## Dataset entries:
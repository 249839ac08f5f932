//! Multi-address normalization.
//!
//! The gateway accepts composable multi-addresses (`/ip4/…/tcp/…`) as
//! well as the legacy `host:port` form, which is normalized at every
//! input boundary.

use std::net::{Ipv4Addr, Ipv6Addr};

use libp2p::Multiaddr;

use clawchat_types::{ClawchatError, Result};

/// Parses an address string into a [`Multiaddr`], normalizing the
/// legacy `host:port` form to `/ip4/<host>/tcp/<port>` (or `/dns4/…`
/// for hostnames, `/ip6/…` for bracketed IPv6 literals).
pub fn normalize_multiaddr(input: &str) -> Result<Multiaddr> {
    let input = input.trim();
    if input.is_empty() {
        return Err(ClawchatError::Protocol {
            reason: "empty address".into(),
        });
    }

    if input.starts_with('/') {
        return input.parse().map_err(|e| ClawchatError::Protocol {
            reason: format!("invalid multiaddr '{input}': {e}"),
        });
    }

    // Legacy host:port. IPv6 literals come bracketed: [::1]:9000.
    let (host, port) = split_host_port(input)?;
    let port: u16 = port.parse().map_err(|_| ClawchatError::Protocol {
        reason: format!("invalid port in '{input}'"),
    })?;

    let rendered = if let Ok(v4) = host.parse::<Ipv4Addr>() {
        format!("/ip4/{v4}/tcp/{port}")
    } else if let Ok(v6) = host.parse::<Ipv6Addr>() {
        format!("/ip6/{v6}/tcp/{port}")
    } else {
        format!("/dns4/{host}/tcp/{port}")
    };

    rendered.parse().map_err(|e| ClawchatError::Protocol {
        reason: format!("invalid address '{input}': {e}"),
    })
}

fn split_host_port(input: &str) -> Result<(&str, &str)> {
    if let Some(rest) = input.strip_prefix('[') {
        // [v6]:port
        let (host, tail) = rest.split_once(']').ok_or_else(|| ClawchatError::Protocol {
            reason: format!("unterminated IPv6 literal in '{input}'"),
        })?;
        let port = tail.strip_prefix(':').ok_or_else(|| ClawchatError::Protocol {
            reason: format!("missing port in '{input}'"),
        })?;
        return Ok((host, port));
    }

    input.rsplit_once(':').ok_or_else(|| ClawchatError::Protocol {
        reason: format!("address '{input}' is neither a multiaddr nor host:port"),
    })
}

#[cfg(test)]
mod tests {
    use super::*;

    #[test]
    fn multiaddr_passes_through() -> Result<()> {
        let addr = normalize_multiaddr("/ip4/127.0.0.1/tcp/19000")?;
        assert_eq!(addr.to_string(), "/ip4/127.0.0.1/tcp/19000");
        Ok(())
    }

    #[test]
    fn host_port_normalizes_to_ip4() -> Result<()> {
        let addr = normalize_multiaddr("127.0.0.1:19000")?;
        assert_eq!(addr.to_string(), "/ip4/127.0.0.1/tcp/19000");
        Ok(())
    }

    #[test]
    fn hostname_normalizes_to_dns4() -> Result<()> {
        let addr = normalize_multiaddr("gateway.example.org:9000")?;
        assert_eq!(addr.to_string(), "/dns4/gateway.example.org/tcp/9000");
        Ok(())
    }

    #[test]
    fn bracketed_ipv6_normalizes() -> Result<()> {
        let addr = normalize_multiaddr("[::1]:9000")?;
        assert_eq!(addr.to_string(), "/ip6/::1/tcp/9000");
        Ok(())
    }

    #[test]
    fn junk_rejected() {
        assert!(normalize_multiaddr("").is_err());
        assert!(normalize_multiaddr("no-port-here").is_err());
        assert!(normalize_multiaddr("127.0.0.1:notaport").is_err());
        assert!(normalize_multiaddr("/ip4/999.0.0.1/tcp/1").is_err());
    }
}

## The problem:
The expected answer is a copy of every line in the entries that holds the word "rest".

## Task response:
    if let Some(rest) = input.strip_prefix('[') {
        let (host, tail) = rest.split_once(']').ok_or_else(|| ClawchatError::Protocol {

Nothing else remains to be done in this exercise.